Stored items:
● ● ● ●
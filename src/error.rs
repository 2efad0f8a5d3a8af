use std::net::Ipv4Addr;

use crate::{flow::FlowId, topology::NodeId, units::Millisecs};

pub type Result<T, E = Error> = std::result::Result<T, E>;

#[derive(Debug, thiserror::Error)]
pub enum Error {
    #[error("node {node} has no IPv4 stack installed")]
    MissingIpStack { node: NodeId },

    #[error("node {node} has no non-loopback IPv4 address")]
    NoAddress { node: NodeId },

    #[error("address {addr} is bound to more than one interface")]
    DuplicateAddress { addr: Ipv4Addr },

    #[error("no addresses left in {network}/24 for {nodes} nodes")]
    AddressSpaceExhausted { network: Ipv4Addr, nodes: usize },

    #[error("unknown propagation loss model `{0}` (valid: Friis, LogDistance, TwoRayGround, Nakagami)")]
    UnknownLossModel(String),

    #[error("unknown placement strategy `{0}` (valid: grid, rectangle, disc)")]
    UnknownPlacement(String),

    #[error("analysis window is empty: simulation time {sim_time} ms, analysis start {calc_start} ms")]
    EmptyWindow {
        sim_time: Millisecs,
        calc_start: Millisecs,
    },

    #[error("offered load {0} Mb/s is not a non-negative rate")]
    InvalidOfferedLoad(f64),

    #[error("flow {flow} uses unsupported protocol {protocol}")]
    UnsupportedProtocol { flow: FlowId, protocol: u8 },

    #[error("flow {0} has no five-tuple in the collector")]
    UnknownFlow(FlowId),

    #[error("serde error")]
    Serde(#[from] serde_json::Error),

    #[error("IO error")]
    Io(#[from] std::io::Error),
}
● ● ● ●
EXERCISE BRIEF: The records shown above should be given again word for word.

YOUR SOLUTION:
filename src/error.rs
repository 2efad0f8a5d3a8af
use std::net::Ipv4Addr;

use crate::{flow::FlowId, topology::NodeId, units::Millisecs};

pub type Result<T, E = Error> = std::result::Result<T, E>;

#[derive(Debug, thiserror::Error)]
pub enum Error {
    #[error("node {node} has no IPv4 stack installed")]
    MissingIpStack { node: NodeId },

    #[error("node {node} has no non-loopback IPv4 address")]
    NoAddress { node: NodeId },

    #[error("address {addr} is bound to more than one interface")]
    DuplicateAddress { addr: Ipv4Addr },

    #[error("no addresses left in {network}/24 for {nodes} nodes")]
    AddressSpaceExhausted { network: Ipv4Addr, nodes: usize },

    #[error("unknown propagation loss model `{0}` (valid: Friis, LogDistance, TwoRayGround, Nakagami)")]
    UnknownLossModel(String),

    #[error("unknown placement strategy `{0}` (valid: grid, rectangle, disc)")]
    UnknownPlacement(String),

    #[error("analysis window is empty: simulation time {sim_time} ms, analysis start {calc_start} ms")]
    EmptyWindow {
        sim_time: Millisecs,
        calc_start: Millisecs,
    },

    #[error("offered load {0} Mb/s is not a non-negative rate")]
    InvalidOfferedLoad(f64),

    #[error("flow {flow} uses unsupported protocol {protocol}")]
    UnsupportedProtocol { flow: FlowId, protocol: u8 },

    #[error("flow {0} has no five-tuple in the collector")]
    UnknownFlow(FlowId),

    #[error("serde error")]
    Serde(#[from] serde_json::Error),

    #[error("IO error")]
    Io(#[from] std::io::Error),
}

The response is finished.